24/06/2014 12:05 EDT | Actualisé 24/08/2014 05:12 EDT

Un tribunal turc a acquitté mardi vingt-cinq personnes rejugées après avoir été condamnées en 2012 à de lourdes peines de prison pour avoir tenté de renverser le gouvernement islamo-conservateur turc, a rapporté l'agence de presse Dogan.

La cour criminelle d'Istanbul a motivé ce verdict par l'absence de preuves tangibles contre ces accusés et a annoncé son intention de réexaminer les dossiers de 63 autres personnes condamnées une première fois dans la même affaire.

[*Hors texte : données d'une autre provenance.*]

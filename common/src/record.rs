use chrono::{DateTime, FixedOffset, Local};

use crate::types::Sample;

pub const HEADER: &str = "timestamp\tcooling\ttemp\tnotes";

/// RFC 850 layout with a numeric offset, e.g. `Monday, 02-Jan-06 15:04:05 -0700`.
pub const TIMESTAMP_FORMAT: &str = "%A, %d-%b-%y %H:%M:%S %z";

pub const NOTE_RESTARTING: &str = "RESTARTING SYSTEM";
pub const NOTE_WAITING_OFF: &str = "RESTART: waiting on turn off";
pub const NOTE_TURNED_OFF: &str = "RESTART: system turned off";
pub const NOTE_WAITING_ON: &str = "RESTART: waiting on turn on";
pub const NOTE_TURNED_ON: &str = "RESTART: system turned on";

/// One row of the observation log.
#[derive(Debug, Clone, PartialEq, Eq)]
pub struct ObservationRecord {
    pub timestamp: DateTime<FixedOffset>,
    pub cooling: Option<bool>,
    pub temperature_f: Option<i32>,
    pub note: Option<String>,
}

impl ObservationRecord {
    pub fn sample_at(timestamp: DateTime<FixedOffset>, sample: &Sample) -> Self {
        Self {
            timestamp,
            cooling: Some(sample.is_cooling),
            temperature_f: Some(sample.temperature_f),
            note: None,
        }
    }

    pub fn note_at(timestamp: DateTime<FixedOffset>, note: impl Into<String>) -> Self {
        Self {
            timestamp,
            cooling: None,
            temperature_f: None,
            note: Some(note.into()),
        }
    }

    pub fn sample(sample: &Sample) -> Self {
        Self::sample_at(now(), sample)
    }

    pub fn note(note: impl Into<String>) -> Self {
        Self::note_at(now(), note)
    }

    /// Renders the row without a trailing newline. Every row has four columns.
    pub fn to_tsv(&self) -> String {
        let cooling = self.cooling.map(|value| value.to_string()).unwrap_or_default();
        let temperature = self
            .temperature_f
            .map(|value| value.to_string())
            .unwrap_or_default();
        let note = self.note.as_deref().map(flatten).unwrap_or_default();

        format!(
            "{}\t{cooling}\t{temperature}\t{note}",
            self.timestamp.format(TIMESTAMP_FORMAT)
        )
    }
}

fn now() -> DateTime<FixedOffset> {
    Local::now().fixed_offset()
}

fn flatten(note: &str) -> String {
    note.split(['\t', '\n', '\r'])
        .map(str::trim)
        .filter(|part| !part.is_empty())
        .collect::<Vec<_>>()
        .join(" ")
}

#[cfg(test)]
mod tests {
    use chrono::TimeZone;
    use pretty_assertions::assert_eq;

    use super::*;
    use crate::types::{HvacMode, HvacState};

    fn at() -> DateTime<FixedOffset> {
        FixedOffset::west_opt(7 * 3600)
            .unwrap()
            .with_ymd_and_hms(2006, 1, 2, 15, 4, 5)
            .unwrap()
    }

    #[test]
    fn header_has_four_columns() {
        assert_eq!(HEADER.split('\t').count(), 4);
    }

    #[test]
    fn sample_row_carries_cooling_and_temperature_only() {
        let sample = Sample::new(72, HvacMode::Cool, HvacState::Cooling);
        let row = ObservationRecord::sample_at(at(), &sample).to_tsv();

        let columns: Vec<&str> = row.split('\t').collect();
        assert_eq!(
            columns,
            vec!["Monday, 02-Jan-06 15:04:05 -0700", "true", "72", ""]
        );
    }

    #[test]
    fn note_row_leaves_sample_columns_empty() {
        let row = ObservationRecord::note_at(at(), NOTE_RESTARTING).to_tsv();
        assert_eq!(row, "Monday, 02-Jan-06 15:04:05 -0700\t\t\tRESTARTING SYSTEM");
    }

    #[test]
    fn multiline_notes_stay_on_one_row() {
        let row = ObservationRecord::note_at(at(), "Error turning system off:\nstatus\t503\n")
            .to_tsv();

        assert_eq!(row.lines().count(), 1);
        assert!(row.ends_with("\t\t\tError turning system off: status 503"));
    }
}
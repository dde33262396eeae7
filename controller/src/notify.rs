use std::sync::Arc;

use reqwest::{Method, StatusCode};
use tokio::task::JoinHandle;
use tracing::{info, warn};

use coolwatch_common::WatchdogConfig;

use crate::{
    client::{ApiError, ApiFuture},
    journal::RecordLog,
};

#[derive(Debug, Clone, Copy, PartialEq, Eq)]
pub enum WebhookMethod {
    Post,
    Get,
}

impl WebhookMethod {
    pub fn label(self) -> &'static str {
        match self {
            Self::Post => "webhook-post",
            Self::Get => "webhook-get",
        }
    }

    fn http_method(self) -> Method {
        match self {
            Self::Post => Method::POST,
            Self::Get => Method::GET,
        }
    }
}

pub trait WebhookTransport: Send + Sync {
    fn call<'a>(&'a self, method: WebhookMethod, url: &'a str) -> ApiFuture<'a, ()>;
}

/// Bodyless webhook calls; anything but 200 counts as a failure.
#[derive(Default)]
pub struct HttpWebhooks {
    http: reqwest::Client,
}

impl HttpWebhooks {
    pub fn new() -> Self {
        Self {
            http: reqwest::Client::new(),
        }
    }
}

impl WebhookTransport for HttpWebhooks {
    fn call<'a>(&'a self, method: WebhookMethod, url: &'a str) -> ApiFuture<'a, ()> {
        Box::pin(async move {
            let response = self
                .http
                .request(method.http_method(), url)
                .send()
                .await
                .map_err(|err| ApiError::Transport(err.to_string()))?;

            let status = response.status();
            if status != StatusCode::OK {
                let body = response.text().await.unwrap_or_default();
                return Err(ApiError::Protocol { status, body });
            }
            Ok(())
        })
    }
}

/// Fires the configured restart webhooks without blocking the caller.
#[derive(Clone)]
pub struct Notifier {
    transport: Arc<dyn WebhookTransport>,
    post_url: Option<String>,
    get_url: Option<String>,
}

impl Notifier {
    pub fn new(
        transport: Arc<dyn WebhookTransport>,
        post_url: Option<String>,
        get_url: Option<String>,
    ) -> Self {
        Self {
            transport,
            post_url,
            get_url,
        }
    }

    pub fn from_config(config: &WatchdogConfig) -> Self {
        Self::new(
            Arc::new(HttpWebhooks::new()),
            config.webhook_post.clone(),
            config.webhook_get.clone(),
        )
    }

    pub fn is_configured(&self) -> bool {
        self.post_url.is_some() || self.get_url.is_some()
    }

    /// Spawns both calls on one task and returns its handle, or `None` when no
    /// webhook is configured. Outcomes are logged, never returned.
    pub fn spawn(&self, log: RecordLog) -> Option<JoinHandle<()>> {
        if !self.is_configured() {
            return None;
        }

        let notifier = self.clone();
        Some(tokio::spawn(async move {
            tokio::join!(
                notifier.fire(WebhookMethod::Post, notifier.post_url.as_deref(), &log),
                notifier.fire(WebhookMethod::Get, notifier.get_url.as_deref(), &log)
            );
        }))
    }

    async fn fire(&self, method: WebhookMethod, url: Option<&str>, log: &RecordLog) {
        let Some(url) = url else {
            return;
        };

        match self.transport.call(method, url).await {
            Ok(()) => {
                info!(webhook = method.label(), "webhook performed");
                log.note(format!("{} performed", method.label())).await;
            }
            Err(err) => {
                warn!(webhook = method.label(), kind = err.kind(), "problem with webhook: {err}");
                log.note(format!("problem with {}: {err}", method.label()))
                    .await;
            }
        }
    }
}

Ce nouveau procès a été engagé à la suite de l'annulation en octobre dernier des condamnations de 88 personnes, dont de nombreux officiers supérieurs, dans le cadre de ce dossier "Balyoz" ("masse" ou "marteau" en turc).

Son premier verdict intervient moins d'une semaine après un arrêt de la Cour constitutionnelle turque, la plus haute instance judiciaire du pays, qui a jugé inéquitable le procès Balyoz, à l'issue duquel plus de 300 militaires et civils s'étaient vus infliger des peines de douze à vingt ans de réclusion criminelle.

Dans la foulée de cette décision, ces militaires ont été remis en liberté.

Leur procès en 2012 avait suscité de très nombreuses critiques, qui avaient dénoncé l'impartialité des magistrats chargés de l'instruire et l'authenticité des preuves du complot ourdi contre le régime du Premier ministre Recep Tayyip Erdogan.

M. Erdogan s'était alors félicité de ces jugements, qui concourraient à sa volonté de priver l'armée turque de son influence politique.

L'institution militaire a mené trois coups d'Etat depuis 1960 et provoqué la démission du premier gouvernement islamiste au pouvoir en Turquie, en 1997.

Mais en décembre, M. Erdogan avait surpris en ouvrant la voie à une révision de ces procès contre les militaires.

Ce revirement est intervenu alors que le gouvernement était empêtré dans un vaste scandale de corruption dont il soupçonne ses ex-alliés de la confrérie du prédicateur musulman Fethullah Gülen d'être à l'origine.

Certains des magistrats en charge des dossiers visant l'armée sont réputés proches de ce mouvement, à qui M. Erdogan a déclaré la guerre.